Exercise: Write back every record verbatim.

··· Data excerpts ···

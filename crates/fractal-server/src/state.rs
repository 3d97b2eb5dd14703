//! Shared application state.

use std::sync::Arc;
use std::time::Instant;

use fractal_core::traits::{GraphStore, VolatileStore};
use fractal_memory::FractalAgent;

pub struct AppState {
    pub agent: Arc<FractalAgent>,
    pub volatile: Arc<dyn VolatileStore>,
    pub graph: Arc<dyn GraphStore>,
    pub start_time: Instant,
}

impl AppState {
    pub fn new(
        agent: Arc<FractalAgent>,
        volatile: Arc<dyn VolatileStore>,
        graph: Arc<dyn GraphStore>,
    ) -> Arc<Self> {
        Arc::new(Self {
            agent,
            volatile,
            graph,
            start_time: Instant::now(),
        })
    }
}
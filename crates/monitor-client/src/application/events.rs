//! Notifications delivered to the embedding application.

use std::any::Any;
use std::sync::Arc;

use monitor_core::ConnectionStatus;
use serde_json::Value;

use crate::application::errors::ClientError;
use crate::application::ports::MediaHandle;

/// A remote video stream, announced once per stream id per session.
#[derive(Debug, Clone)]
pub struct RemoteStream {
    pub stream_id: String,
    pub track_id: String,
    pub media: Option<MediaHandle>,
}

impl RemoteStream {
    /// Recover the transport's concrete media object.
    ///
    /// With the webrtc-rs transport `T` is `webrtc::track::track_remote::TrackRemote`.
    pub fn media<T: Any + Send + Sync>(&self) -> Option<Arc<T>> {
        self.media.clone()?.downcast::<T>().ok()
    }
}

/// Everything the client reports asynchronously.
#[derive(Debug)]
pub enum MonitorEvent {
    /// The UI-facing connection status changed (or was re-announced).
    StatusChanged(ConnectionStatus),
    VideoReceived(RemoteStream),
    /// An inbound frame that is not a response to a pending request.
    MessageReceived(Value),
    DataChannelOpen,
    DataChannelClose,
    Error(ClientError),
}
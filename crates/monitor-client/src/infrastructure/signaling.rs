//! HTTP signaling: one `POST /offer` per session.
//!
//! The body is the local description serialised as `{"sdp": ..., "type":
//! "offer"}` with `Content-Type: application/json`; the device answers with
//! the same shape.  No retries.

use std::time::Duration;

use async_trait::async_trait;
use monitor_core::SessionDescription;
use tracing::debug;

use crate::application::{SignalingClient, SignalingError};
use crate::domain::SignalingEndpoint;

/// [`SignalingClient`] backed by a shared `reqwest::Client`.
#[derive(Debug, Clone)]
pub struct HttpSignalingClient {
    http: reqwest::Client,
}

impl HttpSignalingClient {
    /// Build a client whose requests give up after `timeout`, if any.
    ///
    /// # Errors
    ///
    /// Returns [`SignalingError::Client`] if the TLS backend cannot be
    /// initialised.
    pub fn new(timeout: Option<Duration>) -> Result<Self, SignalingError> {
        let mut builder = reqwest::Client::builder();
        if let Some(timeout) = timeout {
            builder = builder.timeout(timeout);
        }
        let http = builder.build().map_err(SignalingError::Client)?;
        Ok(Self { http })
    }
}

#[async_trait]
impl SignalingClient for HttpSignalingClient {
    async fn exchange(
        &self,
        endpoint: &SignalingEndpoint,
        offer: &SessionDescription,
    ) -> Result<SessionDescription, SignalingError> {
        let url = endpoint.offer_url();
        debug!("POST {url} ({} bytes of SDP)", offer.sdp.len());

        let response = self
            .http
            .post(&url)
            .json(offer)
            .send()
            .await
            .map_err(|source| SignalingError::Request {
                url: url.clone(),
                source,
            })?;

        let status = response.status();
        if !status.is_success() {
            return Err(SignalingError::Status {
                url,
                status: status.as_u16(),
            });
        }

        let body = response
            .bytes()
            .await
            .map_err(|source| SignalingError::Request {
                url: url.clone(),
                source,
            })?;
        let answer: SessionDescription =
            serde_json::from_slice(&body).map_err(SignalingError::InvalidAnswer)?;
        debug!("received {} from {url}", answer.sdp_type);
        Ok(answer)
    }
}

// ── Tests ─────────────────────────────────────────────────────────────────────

···

Solution for this problem:
filename crates/fractal-server/src/state.rs
repository 3d97b2eb5dd14703
//! Shared application state.

use std::sync::Arc;
use std::time::Instant;

use fractal_core::traits::{GraphStore, VolatileStore};
use fractal_memory::FractalAgent;

pub struct AppState {
    pub agent: Arc<FractalAgent>,
    pub volatile: Arc<dyn VolatileStore>,
    pub graph: Arc<dyn GraphStore>,
    pub start_time: Instant,
}

impl AppState {
    pub fn new(
        agent: Arc<FractalAgent>,
        volatile: Arc<dyn VolatileStore>,
        graph: Arc<dyn GraphStore>,
    ) -> Arc<Self> {
        Arc::new(Self {
            agent,
            volatile,
            graph,
            start_time: Instant::now(),
        })
    }
}
filename crates/monitor-client/src/application/events.rs
//! Notifications delivered to the embedding application.

use std::any::Any;
use std::sync::Arc;

use monitor_core::ConnectionStatus;
use serde_json::Value;

use crate::application::errors::ClientError;
use crate::application::ports::MediaHandle;

/// A remote video stream, announced once per stream id per session.
#[derive(Debug, Clone)]
pub struct RemoteStream {
    pub stream_id: String,
    pub track_id: String,
    pub media: Option<MediaHandle>,
}

impl RemoteStream {
    /// Recover the transport's concrete media object.
    ///
    /// With the webrtc-rs transport `T` is `webrtc::track::track_remote::TrackRemote`.
    pub fn media<T: Any + Send + Sync>(&self) -> Option<Arc<T>> {
        self.media.clone()?.downcast::<T>().ok()
    }
}

/// Everything the client reports asynchronously.
#[derive(Debug)]
pub enum MonitorEvent {
    /// The UI-facing connection status changed (or was re-announced).
    StatusChanged(ConnectionStatus),
    VideoReceived(RemoteStream),
    /// An inbound frame that is not a response to a pending request.
    MessageReceived(Value),
    DataChannelOpen,
    DataChannelClose,
    Error(ClientError),
}
filename crates/monitor-client/src/infrastructure/signaling.rs
//! HTTP signaling: one `POST /offer` per session.
//!
//! The body is the local description serialised as `{"sdp": ..., "type":
//! "offer"}` with `Content-Type: application/json`; the device answers with
//! the same shape.  No retries.

use std::time::Duration;

use async_trait::async_trait;
use monitor_core::SessionDescription;
use tracing::debug;

use crate::application::{SignalingClient, SignalingError};
use crate::domain::SignalingEndpoint;

/// [`SignalingClient`] backed by a shared `reqwest::Client`.
#[derive(Debug, Clone)]
pub struct HttpSignalingClient {
    http: reqwest::Client,
}

impl HttpSignalingClient {
    /// Build a client whose requests give up after `timeout`, if any.
    ///
    /// # Errors
    ///
    /// Returns [`SignalingError::Client`] if the TLS backend cannot be
    /// initialised.
    pub fn new(timeout: Option<Duration>) -> Result<Self, SignalingError> {
        let mut builder = reqwest::Client::builder();
        if let Some(timeout) = timeout {
            builder = builder.timeout(timeout);
        }
        let http = builder.build().map_err(SignalingError::Client)?;
        Ok(Self { http })
    }
}

#[async_trait]
impl SignalingClient for HttpSignalingClient {
    async fn exchange(
        &self,
        endpoint: &SignalingEndpoint,
        offer: &SessionDescription,
    ) -> Result<SessionDescription, SignalingError> {
        let url = endpoint.offer_url();
        debug!("POST {url} ({} bytes of SDP)", offer.sdp.len());

        let response = self
            .http
            .post(&url)
            .json(offer)
            .send()
            .await
            .map_err(|source| SignalingError::Request {
                url: url.clone(),
                source,
            })?;

        let status = response.status();
        if !status.is_success() {
            return Err(SignalingError::Status {
                url,
                status: status.as_u16(),
            });
        }

        let body = response
            .bytes()
            .await
            .map_err(|source| SignalingError::Request {
                url: url.clone(),
                source,
            })?;
        let answer: SessionDescription =
            serde_json::from_slice(&body).map_err(SignalingError::InvalidAnswer)?;
        debug!("received {} from {url}", answer.sdp_type);
        Ok(answer)
    }
}

// ── Tests ─────────────────────────────────────────────────────────────────────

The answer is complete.